Efficiency Limits of Solar Energy Harvesting via Internal Photoemission in Carbon Materials
Svetlana V. Boriskina, Jiawei Zhou, Zhiwei Ding, and Gang Chen

TL;DR
This paper estimates the maximum efficiency of photon energy harvesting via internal photoemission in carbon materials, comparing it to noble metals, and identifies graphite as a promising candidate for solar spectrum harvesting.
Contribution
It introduces a theoretical framework combining density functional theory and diode modeling to evaluate and compare the efficiency limits of carbon and noble metal-based IPE devices.
Findings
Graphite can effectively harvest visible and near-infrared photons.

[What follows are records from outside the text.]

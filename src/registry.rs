use std::any::TypeId;
use std::collections::HashMap;
use std::mem;
use std::sync::Arc;

use parking_lot::RwLock;

use crate::object::{Object, ObjectRef, Reflected};
use crate::property::{PropertyDescriptor, PropertyTable};

/// Registration capability every reflected class implements.
///
/// The registry drives registration: it resolves the parent descriptor,
/// seeds the property table with the parent's list, and only then invokes
/// `register_properties`, so the merge order cannot be skipped by an
/// implementation.
pub trait ReflectClass: Object + Default {
    const CLASS_NAME: &'static str;

    /// Descriptor of the parent class; `None` for root types.
    fn super_descriptor(registry: &mut TypeRegistry) -> Option<Arc<TypeDescriptor>>;

    fn register_properties(table: &mut PropertyTable);
}

/// Registration capability for nested aggregates (plain reflected structs).
pub trait ReflectStruct: Reflected + Default {
    const STRUCT_NAME: &'static str;

    fn register_properties(table: &mut PropertyTable);
}

/// Immutable metadata record describing one reflected class.
///
/// Exactly one descriptor exists per concrete type within a registry; it is
/// created lazily on first access and never mutated afterwards.
pub struct TypeDescriptor {
    name: &'static str,
    parent: Option<Arc<TypeDescriptor>>,
    instance_size: usize,
    properties: Vec<PropertyDescriptor>,
    construct: fn() -> ObjectRef,
}

impl TypeDescriptor {
    pub fn name(&self) -> &'static str {
        self.name
    }

    pub fn parent(&self) -> Option<&Arc<TypeDescriptor>> {
        self.parent.as_ref()
    }

    pub fn instance_size(&self) -> usize {
        self.instance_size
    }

    /// Merged property list: parent properties first, declaration order.
    pub fn properties(&self) -> &[PropertyDescriptor] {
        &self.properties
    }

    /// Builds a default instance of the described class.
    pub fn construct(&self) -> ObjectRef {
        (self.construct)()
    }

    /// Whether this class is `other` or a descendant of it, walking the
    /// parent chain by descriptor identity.
    pub fn is_child_of(&self, other: &TypeDescriptor) -> bool {
        let mut current = Some(self);
        while let Some(descriptor) = current {
            if std::ptr::eq(descriptor, other) {
                return true;
            }
            current = descriptor.parent.as_deref();
        }
        false
    }
}

impl std::fmt::Debug for TypeDescriptor {
    fn fmt(&self, f: &mut std::fmt::Formatter<'_>) -> std::fmt::Result {
        f.debug_struct("TypeDescriptor")
            .field("name", &self.name)
            .field("parent", &self.parent.as_ref().map(|p| p.name))
            .field("instance_size", &self.instance_size)
            .field("properties", &self.properties.len())
            .finish()
    }
}

/// Property list of a nested aggregate type, looked up by name during
/// serialization.
pub struct StructDescriptor {
    name: &'static str,
    properties: Vec<PropertyDescriptor>,
}

impl StructDescriptor {
    pub fn name(&self) -> &'static str {
        self.name
    }

    pub fn properties(&self) -> &[PropertyDescriptor] {
        &self.properties
    }
}

/// Append-only table of class and aggregate descriptors.
///
/// Registration is expected to finish before concurrent use begins; the
/// registry itself does no locking.
#[derive(Default)]
pub struct TypeRegistry {
    classes: Vec<Arc<TypeDescriptor>>,
    classes_by_id: HashMap<TypeId, Arc<TypeDescriptor>>,
    structs: Vec<Arc<StructDescriptor>>,
    structs_by_id: HashMap<TypeId, Arc<StructDescriptor>>,
}

impl TypeRegistry {
    pub fn new() -> Self {
        Self::default()
    }

    /// Descriptor of `T`, created and registered on first access. Every
    /// call returns the same shared descriptor.
    pub fn class_of<T: ReflectClass>(&mut self) -> Arc<TypeDescriptor> {
        if let Some(existing) = self.classes_by_id.get(&TypeId::of::<T>()) {
            return Arc::clone(existing);
        }

        let parent = T::super_descriptor(self);
        let mut table = PropertyTable::new();
        if let Some(parent) = &parent {
            table.extend_from(parent.properties());
        }
        T::register_properties(&mut table);

        let descriptor = Arc::new(TypeDescriptor {
            name: T::CLASS_NAME,
            parent,
            instance_size: mem::size_of::<T>(),
            properties: table.into_vec(),
            construct: construct_default::<T>,
        });
        self.classes.push(Arc::clone(&descriptor));
        self.classes_by_id
            .insert(TypeId::of::<T>(), Arc::clone(&descriptor));
        descriptor
    }

    /// Descriptor matching an instance's dynamic type, if registered.
    pub fn class_of_instance(&self, object: &dyn Object) -> Option<Arc<TypeDescriptor>> {
        self.classes_by_id
            .get(&object.as_any().type_id())
            .map(Arc::clone)
    }

    /// Case-insensitive linear scan over the registered classes.
    pub fn find_class(&self, name: &str) -> Option<Arc<TypeDescriptor>> {
        self.classes
            .iter()
            .find(|descriptor| descriptor.name.eq_ignore_ascii_case(name))
            .map(Arc::clone)
    }

    /// All registered classes in registration order.
    pub fn classes(&self) -> &[Arc<TypeDescriptor>] {
        &self.classes
    }

    /// Aggregate descriptor of `S`, created and registered on first access.
    pub fn struct_of<S: ReflectStruct>(&mut self) -> Arc<StructDescriptor> {
        if let Some(existing) = self.structs_by_id.get(&TypeId::of::<S>()) {
            return Arc::clone(existing);
        }

        let mut table = PropertyTable::new();
        S::register_properties(&mut table);
        let descriptor = Arc::new(StructDescriptor {
            name: S::STRUCT_NAME,
            properties: table.into_vec(),
        });
        self.structs.push(Arc::clone(&descriptor));
        self.structs_by_id
            .insert(TypeId::of::<S>(), Arc::clone(&descriptor));
        descriptor
    }

    pub fn find_struct(&self, name: &str) -> Option<Arc<StructDescriptor>> {
        self.structs
            .iter()
            .find(|descriptor| descriptor.name.eq_ignore_ascii_case(name))
            .map(Arc::clone)
    }
}

fn construct_default<T: ReflectClass>() -> ObjectRef {
    let handle: ObjectRef = Arc::new(RwLock::new(T::default()));
    handle
}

Material electron band structure limits IPE device efficiency.
Graphite shows a high potential as a cost-effective IPE absorber.
Abstract
We describe strategies to estimate the upper limits of the efficiency of photon energy harvesting via hot electron extraction from gapless absorbers. Gapless materials such as noble metals can be used for harvesting the whole solar spectrum, including visible and near-infrared light. The energy of photo-generated non-equilibrium or hot charge carriers can be harvested before they thermalize with the crystal lattice via the process of their internal photo-emission (IPE) through the rectifying Schottky junction with a semiconductor. However, the low efficiency and the high cost of noble metals necessitates the search for cheaper abundant alternative materials, and we show here that carbon can serve as a promising IPE material candidate. We compare the upper limits of performance of IPE photon energy-harvesting platforms, which incorporate either gold or carbon as the photoactive material…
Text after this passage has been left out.